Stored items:
..........

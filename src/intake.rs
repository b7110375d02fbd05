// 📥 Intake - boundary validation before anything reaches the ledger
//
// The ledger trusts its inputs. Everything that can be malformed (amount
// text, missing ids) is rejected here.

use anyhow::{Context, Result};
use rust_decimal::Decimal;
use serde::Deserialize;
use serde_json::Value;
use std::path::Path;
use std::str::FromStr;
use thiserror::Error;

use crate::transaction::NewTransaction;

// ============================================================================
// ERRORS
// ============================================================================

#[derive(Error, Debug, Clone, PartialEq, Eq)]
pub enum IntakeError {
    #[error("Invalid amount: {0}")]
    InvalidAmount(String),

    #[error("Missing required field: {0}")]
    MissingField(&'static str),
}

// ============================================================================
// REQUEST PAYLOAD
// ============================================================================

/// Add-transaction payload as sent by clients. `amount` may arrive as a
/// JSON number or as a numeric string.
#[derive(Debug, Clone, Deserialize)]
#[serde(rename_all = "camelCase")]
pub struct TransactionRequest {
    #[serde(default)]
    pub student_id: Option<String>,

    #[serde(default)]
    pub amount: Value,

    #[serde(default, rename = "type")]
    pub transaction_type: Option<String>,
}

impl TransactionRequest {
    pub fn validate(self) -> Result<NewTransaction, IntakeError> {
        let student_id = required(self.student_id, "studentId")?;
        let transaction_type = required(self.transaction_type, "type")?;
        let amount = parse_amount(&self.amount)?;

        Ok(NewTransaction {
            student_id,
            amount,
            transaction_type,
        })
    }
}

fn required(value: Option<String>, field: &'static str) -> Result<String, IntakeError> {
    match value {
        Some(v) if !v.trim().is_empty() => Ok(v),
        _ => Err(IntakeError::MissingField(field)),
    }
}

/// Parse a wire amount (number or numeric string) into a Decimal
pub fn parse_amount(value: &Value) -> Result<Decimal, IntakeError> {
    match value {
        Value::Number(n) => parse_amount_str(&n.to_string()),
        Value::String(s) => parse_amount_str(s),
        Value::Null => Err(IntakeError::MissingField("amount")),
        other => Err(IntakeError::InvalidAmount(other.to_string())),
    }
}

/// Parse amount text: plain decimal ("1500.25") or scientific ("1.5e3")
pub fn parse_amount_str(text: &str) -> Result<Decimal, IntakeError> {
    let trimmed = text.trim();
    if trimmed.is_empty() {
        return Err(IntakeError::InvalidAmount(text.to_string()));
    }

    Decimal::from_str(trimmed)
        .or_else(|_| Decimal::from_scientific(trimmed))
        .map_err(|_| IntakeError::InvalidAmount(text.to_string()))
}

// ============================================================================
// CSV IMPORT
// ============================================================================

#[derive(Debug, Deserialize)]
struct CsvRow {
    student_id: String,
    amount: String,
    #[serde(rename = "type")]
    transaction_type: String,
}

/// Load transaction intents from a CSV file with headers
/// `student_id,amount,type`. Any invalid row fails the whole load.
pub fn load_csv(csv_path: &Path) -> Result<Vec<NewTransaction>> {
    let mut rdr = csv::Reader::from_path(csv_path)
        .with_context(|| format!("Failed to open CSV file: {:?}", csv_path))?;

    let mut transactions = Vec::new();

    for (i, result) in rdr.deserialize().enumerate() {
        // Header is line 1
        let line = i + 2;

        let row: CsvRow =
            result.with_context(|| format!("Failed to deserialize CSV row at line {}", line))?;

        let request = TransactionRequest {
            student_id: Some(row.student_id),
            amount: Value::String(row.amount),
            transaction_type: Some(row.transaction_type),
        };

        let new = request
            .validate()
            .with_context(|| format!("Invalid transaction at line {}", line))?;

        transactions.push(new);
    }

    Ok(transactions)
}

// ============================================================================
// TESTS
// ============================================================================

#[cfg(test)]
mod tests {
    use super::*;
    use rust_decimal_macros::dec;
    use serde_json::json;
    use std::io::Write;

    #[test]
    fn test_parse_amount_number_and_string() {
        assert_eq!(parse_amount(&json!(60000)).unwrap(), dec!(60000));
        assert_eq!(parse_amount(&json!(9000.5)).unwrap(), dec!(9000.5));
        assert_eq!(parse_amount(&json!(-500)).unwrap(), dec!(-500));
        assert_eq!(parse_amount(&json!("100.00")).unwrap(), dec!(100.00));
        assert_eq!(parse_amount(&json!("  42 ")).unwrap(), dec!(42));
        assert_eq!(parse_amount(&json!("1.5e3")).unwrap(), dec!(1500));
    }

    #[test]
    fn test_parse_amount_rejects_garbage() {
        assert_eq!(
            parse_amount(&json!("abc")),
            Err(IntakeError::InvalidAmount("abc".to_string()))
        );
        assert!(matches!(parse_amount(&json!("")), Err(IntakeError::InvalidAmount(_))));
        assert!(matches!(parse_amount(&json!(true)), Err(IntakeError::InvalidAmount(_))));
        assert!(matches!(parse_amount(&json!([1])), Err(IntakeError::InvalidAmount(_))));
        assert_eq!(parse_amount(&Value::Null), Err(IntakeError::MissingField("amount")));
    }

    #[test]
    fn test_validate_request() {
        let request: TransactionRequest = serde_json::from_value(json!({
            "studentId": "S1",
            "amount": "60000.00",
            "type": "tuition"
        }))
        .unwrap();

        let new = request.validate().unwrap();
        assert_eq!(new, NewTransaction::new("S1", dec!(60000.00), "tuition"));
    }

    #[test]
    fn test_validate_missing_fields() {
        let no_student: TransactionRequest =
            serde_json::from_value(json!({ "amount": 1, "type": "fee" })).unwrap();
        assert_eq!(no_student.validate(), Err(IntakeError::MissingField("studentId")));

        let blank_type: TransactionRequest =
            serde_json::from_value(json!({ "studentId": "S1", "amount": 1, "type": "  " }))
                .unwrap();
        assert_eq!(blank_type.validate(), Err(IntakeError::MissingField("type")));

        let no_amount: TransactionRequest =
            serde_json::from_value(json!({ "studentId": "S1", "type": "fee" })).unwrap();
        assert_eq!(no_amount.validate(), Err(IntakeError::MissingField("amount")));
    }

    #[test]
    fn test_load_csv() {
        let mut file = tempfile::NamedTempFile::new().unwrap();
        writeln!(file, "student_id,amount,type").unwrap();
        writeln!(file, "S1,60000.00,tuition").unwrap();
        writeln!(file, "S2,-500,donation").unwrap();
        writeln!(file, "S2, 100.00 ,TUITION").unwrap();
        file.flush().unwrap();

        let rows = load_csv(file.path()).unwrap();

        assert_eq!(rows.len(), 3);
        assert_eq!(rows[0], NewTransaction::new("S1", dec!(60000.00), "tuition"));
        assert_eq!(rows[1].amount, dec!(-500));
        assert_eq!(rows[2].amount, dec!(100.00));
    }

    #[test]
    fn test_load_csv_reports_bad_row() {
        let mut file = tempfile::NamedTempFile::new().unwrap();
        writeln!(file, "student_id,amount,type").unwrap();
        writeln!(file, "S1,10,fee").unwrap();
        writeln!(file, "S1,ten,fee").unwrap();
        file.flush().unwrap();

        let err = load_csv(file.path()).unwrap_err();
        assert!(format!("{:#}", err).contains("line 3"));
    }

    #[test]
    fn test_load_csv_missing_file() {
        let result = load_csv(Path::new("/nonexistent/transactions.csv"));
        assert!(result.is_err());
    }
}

..........

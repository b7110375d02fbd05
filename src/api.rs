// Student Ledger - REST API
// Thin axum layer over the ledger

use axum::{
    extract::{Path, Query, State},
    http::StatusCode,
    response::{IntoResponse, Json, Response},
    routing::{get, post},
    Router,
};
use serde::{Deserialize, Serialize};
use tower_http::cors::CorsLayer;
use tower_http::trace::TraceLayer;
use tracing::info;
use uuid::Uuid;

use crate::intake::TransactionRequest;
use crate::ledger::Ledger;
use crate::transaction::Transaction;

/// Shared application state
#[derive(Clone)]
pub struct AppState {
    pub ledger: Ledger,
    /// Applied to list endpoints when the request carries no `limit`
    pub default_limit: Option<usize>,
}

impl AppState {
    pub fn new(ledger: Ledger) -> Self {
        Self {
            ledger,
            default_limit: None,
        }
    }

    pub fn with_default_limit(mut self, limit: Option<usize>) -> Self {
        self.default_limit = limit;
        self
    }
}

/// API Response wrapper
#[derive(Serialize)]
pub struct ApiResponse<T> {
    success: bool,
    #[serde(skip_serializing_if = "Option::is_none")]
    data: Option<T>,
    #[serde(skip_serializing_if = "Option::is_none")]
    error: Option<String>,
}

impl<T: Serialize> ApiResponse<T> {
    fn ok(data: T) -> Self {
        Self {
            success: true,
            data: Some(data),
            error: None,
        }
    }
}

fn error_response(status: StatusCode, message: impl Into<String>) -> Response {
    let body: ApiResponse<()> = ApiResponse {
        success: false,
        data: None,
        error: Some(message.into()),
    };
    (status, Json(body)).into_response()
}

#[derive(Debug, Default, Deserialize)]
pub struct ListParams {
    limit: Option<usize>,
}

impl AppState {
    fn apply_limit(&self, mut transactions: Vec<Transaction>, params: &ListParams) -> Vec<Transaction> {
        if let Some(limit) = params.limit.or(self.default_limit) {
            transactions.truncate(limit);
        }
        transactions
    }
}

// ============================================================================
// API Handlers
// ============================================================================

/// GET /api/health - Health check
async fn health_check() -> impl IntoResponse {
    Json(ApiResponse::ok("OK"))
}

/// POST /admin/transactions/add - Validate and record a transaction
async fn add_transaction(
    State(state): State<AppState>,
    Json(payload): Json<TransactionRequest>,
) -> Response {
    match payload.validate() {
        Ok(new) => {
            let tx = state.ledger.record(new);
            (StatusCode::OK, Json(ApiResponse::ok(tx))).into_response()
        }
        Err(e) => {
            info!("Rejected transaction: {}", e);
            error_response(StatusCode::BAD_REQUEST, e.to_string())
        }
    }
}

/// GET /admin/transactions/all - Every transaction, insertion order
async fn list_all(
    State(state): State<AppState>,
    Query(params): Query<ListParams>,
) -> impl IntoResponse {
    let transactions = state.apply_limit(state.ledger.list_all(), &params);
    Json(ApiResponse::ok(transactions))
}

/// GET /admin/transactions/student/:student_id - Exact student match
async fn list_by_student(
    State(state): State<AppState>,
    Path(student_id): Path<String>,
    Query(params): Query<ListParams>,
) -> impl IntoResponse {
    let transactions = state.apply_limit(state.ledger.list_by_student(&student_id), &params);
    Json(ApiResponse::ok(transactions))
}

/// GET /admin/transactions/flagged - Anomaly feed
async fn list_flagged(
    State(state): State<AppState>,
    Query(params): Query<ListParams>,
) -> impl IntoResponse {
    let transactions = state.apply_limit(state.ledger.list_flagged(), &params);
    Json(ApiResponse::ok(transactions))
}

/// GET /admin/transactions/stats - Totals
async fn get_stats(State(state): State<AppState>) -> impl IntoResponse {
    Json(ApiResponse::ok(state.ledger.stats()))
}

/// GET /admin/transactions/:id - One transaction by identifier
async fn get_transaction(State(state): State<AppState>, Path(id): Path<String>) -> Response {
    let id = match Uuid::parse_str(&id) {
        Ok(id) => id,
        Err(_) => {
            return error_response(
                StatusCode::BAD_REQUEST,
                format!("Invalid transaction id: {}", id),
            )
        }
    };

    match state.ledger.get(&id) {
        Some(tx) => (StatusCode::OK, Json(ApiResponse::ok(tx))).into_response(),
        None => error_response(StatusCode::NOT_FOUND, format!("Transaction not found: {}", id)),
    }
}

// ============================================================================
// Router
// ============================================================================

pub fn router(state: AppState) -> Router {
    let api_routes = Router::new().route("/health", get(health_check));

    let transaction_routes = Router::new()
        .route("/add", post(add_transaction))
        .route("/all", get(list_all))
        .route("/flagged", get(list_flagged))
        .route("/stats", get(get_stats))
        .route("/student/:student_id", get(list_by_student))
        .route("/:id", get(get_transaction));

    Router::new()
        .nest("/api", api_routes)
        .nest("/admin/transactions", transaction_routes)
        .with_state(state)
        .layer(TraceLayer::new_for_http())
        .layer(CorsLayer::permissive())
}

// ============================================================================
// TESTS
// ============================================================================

..........

AIM OF THE TASK
Once you have counted the lines of the records that contain the word "impl", give the count and nothing else.

ANSWER SPACE
10